**** Supplied records ****
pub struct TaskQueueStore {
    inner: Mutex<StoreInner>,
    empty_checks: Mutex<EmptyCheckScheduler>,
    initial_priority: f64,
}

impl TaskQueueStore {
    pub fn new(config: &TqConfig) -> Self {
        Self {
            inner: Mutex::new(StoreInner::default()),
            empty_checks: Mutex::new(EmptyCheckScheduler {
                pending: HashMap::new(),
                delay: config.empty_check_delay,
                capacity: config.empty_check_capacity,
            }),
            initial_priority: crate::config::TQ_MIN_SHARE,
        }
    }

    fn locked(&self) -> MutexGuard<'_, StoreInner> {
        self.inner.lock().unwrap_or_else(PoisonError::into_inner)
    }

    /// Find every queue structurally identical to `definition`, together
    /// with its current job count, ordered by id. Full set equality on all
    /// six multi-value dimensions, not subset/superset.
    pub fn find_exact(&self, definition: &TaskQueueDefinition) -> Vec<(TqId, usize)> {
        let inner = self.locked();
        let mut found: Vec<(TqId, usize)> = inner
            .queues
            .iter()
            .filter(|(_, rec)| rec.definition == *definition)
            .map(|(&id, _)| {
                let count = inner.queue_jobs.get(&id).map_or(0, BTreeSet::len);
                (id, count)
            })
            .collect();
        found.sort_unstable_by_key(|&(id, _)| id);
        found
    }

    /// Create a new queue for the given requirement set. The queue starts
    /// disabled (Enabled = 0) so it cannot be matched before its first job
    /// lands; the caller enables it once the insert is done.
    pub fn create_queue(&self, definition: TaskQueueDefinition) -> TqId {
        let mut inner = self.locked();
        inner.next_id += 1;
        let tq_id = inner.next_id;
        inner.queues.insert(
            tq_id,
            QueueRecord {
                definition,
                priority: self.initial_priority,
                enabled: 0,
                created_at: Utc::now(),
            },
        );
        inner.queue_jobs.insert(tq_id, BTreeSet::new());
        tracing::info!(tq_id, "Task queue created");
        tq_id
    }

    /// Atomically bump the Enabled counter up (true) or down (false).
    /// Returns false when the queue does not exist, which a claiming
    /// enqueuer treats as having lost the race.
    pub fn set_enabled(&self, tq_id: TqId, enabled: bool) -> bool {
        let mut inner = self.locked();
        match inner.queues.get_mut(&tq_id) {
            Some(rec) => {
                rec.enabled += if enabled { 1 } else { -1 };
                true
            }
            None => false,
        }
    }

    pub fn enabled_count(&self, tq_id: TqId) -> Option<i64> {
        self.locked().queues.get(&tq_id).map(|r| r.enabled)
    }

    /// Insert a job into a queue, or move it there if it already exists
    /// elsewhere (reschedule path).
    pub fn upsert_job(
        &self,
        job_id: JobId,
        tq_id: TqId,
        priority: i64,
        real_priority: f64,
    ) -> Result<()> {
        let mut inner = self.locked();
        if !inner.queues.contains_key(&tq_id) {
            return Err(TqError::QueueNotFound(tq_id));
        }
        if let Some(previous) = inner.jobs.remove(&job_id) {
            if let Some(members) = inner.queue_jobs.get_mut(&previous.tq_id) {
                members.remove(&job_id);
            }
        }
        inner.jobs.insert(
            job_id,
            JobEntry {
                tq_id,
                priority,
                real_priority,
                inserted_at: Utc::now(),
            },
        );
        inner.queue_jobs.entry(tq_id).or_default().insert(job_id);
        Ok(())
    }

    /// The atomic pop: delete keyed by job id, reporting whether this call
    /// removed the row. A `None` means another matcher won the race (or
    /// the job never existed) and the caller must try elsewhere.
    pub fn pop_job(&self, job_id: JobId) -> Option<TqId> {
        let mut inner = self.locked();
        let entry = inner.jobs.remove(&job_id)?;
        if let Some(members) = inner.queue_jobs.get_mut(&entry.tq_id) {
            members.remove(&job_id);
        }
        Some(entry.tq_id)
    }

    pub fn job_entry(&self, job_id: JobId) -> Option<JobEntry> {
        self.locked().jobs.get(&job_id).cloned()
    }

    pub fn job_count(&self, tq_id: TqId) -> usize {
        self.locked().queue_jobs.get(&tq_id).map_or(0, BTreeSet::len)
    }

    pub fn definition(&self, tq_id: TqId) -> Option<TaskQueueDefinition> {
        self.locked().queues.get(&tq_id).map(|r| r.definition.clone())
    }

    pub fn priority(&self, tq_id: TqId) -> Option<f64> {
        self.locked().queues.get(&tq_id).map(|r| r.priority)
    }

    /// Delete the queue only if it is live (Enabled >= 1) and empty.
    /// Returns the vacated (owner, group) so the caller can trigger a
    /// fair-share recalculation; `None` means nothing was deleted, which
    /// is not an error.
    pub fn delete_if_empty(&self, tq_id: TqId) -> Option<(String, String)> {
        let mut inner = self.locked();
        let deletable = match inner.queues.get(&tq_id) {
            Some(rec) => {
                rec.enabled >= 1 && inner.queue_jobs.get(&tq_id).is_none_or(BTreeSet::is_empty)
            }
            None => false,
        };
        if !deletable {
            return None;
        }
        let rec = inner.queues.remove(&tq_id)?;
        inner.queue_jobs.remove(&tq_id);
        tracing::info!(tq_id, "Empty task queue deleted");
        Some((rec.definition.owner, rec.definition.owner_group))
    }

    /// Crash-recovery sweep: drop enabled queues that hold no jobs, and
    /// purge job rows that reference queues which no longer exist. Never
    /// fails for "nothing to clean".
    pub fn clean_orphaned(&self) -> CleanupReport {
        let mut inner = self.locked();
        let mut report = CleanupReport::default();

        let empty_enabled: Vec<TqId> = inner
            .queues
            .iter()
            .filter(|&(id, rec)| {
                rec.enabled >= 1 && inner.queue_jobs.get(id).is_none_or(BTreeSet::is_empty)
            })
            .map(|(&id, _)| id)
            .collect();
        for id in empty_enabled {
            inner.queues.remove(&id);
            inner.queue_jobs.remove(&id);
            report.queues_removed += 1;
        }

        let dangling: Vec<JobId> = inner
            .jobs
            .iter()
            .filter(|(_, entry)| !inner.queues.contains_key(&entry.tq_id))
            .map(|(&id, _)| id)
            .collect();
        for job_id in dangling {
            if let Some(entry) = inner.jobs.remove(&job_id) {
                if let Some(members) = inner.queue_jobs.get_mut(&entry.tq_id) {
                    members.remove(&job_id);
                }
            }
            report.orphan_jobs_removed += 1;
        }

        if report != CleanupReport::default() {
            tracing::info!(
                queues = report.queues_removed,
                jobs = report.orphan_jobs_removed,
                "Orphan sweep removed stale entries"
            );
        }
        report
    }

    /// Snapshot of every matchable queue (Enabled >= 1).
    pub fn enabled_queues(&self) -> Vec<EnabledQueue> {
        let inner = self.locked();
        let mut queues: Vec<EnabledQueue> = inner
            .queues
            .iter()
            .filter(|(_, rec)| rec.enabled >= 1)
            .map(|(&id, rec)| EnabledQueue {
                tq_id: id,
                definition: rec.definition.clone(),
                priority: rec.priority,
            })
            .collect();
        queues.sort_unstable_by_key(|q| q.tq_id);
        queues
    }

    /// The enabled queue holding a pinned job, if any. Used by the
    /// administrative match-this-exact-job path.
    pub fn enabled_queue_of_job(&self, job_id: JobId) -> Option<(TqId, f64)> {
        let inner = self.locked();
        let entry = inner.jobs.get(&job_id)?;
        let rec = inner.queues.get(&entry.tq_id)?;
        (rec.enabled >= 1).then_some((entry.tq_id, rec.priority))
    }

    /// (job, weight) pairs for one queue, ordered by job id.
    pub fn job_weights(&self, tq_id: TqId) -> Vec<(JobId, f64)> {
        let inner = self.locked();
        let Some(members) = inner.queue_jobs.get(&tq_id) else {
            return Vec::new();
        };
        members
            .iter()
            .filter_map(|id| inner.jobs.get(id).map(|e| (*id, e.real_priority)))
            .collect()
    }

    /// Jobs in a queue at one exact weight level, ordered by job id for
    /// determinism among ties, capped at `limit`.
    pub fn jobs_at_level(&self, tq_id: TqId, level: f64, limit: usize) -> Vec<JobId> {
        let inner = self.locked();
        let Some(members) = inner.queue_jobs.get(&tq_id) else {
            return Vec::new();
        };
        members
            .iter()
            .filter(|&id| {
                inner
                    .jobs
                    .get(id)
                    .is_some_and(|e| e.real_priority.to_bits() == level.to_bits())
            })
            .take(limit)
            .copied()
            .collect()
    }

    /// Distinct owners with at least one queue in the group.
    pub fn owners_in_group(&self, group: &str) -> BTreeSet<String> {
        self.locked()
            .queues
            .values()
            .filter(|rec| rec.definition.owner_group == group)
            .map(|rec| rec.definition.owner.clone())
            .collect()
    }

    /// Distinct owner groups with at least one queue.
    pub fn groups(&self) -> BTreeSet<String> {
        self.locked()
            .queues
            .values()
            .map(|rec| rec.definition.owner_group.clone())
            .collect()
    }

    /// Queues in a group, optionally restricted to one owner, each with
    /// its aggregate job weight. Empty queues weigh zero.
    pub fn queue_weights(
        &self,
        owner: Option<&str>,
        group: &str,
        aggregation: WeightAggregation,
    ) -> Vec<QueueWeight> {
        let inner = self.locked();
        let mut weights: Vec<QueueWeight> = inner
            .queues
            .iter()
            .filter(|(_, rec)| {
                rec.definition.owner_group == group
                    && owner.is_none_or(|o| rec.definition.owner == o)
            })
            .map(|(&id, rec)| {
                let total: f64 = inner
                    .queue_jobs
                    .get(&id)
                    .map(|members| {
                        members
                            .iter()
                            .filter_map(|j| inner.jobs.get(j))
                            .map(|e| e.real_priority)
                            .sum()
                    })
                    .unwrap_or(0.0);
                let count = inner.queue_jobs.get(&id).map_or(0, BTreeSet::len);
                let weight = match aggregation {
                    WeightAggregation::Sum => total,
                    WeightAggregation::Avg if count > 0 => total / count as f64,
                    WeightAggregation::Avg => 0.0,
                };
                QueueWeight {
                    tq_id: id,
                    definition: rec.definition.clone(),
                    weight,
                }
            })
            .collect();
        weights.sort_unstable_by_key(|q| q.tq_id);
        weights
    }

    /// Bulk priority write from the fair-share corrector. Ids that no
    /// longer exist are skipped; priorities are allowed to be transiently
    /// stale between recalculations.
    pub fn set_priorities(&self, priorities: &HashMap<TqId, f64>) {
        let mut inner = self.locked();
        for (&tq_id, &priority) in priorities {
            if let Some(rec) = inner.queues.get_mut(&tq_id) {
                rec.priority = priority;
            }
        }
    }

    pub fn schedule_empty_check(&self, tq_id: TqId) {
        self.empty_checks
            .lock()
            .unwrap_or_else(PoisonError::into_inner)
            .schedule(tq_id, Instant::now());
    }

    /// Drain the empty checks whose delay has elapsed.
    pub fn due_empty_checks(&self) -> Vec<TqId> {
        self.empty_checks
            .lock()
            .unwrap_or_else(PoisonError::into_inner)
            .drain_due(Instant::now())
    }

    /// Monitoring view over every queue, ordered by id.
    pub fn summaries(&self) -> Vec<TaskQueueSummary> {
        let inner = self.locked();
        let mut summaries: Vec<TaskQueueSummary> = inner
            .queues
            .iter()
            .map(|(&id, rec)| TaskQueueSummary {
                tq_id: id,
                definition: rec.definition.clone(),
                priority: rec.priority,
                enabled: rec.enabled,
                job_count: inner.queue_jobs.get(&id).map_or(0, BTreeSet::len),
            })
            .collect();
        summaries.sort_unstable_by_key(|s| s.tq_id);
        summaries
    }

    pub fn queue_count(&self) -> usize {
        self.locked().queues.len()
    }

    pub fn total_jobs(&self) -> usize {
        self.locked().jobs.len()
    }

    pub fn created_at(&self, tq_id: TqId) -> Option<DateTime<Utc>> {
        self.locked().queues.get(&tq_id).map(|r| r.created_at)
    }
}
****
**** Supplied records ****
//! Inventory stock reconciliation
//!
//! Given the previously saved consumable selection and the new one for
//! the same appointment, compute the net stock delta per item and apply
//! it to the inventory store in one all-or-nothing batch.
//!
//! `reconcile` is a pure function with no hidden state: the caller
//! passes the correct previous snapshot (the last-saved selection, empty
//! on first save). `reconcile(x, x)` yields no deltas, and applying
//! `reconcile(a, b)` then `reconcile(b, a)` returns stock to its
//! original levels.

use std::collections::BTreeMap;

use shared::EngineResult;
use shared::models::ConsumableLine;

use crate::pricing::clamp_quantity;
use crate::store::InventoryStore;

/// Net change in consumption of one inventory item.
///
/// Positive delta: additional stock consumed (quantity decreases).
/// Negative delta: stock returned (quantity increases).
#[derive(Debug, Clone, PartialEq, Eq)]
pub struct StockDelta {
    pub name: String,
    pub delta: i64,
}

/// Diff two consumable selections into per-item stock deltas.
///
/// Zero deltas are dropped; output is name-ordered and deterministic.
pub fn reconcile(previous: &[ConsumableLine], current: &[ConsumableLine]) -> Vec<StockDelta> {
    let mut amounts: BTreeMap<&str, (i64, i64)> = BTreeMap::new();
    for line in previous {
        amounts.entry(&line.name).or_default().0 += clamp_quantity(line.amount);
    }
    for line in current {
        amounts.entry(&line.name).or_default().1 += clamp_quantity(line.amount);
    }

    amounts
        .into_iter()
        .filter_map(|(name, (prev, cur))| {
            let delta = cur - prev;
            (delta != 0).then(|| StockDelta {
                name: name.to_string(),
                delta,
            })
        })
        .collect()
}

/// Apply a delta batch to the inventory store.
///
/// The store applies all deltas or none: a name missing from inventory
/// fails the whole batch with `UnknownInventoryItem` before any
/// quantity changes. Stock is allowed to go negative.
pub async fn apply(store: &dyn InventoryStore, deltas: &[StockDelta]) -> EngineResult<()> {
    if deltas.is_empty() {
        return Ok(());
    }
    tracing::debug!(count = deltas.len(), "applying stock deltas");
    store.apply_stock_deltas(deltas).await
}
****
• The task
For the entries above, give only the number of lines that contain the word "Instant".

• Task answer
2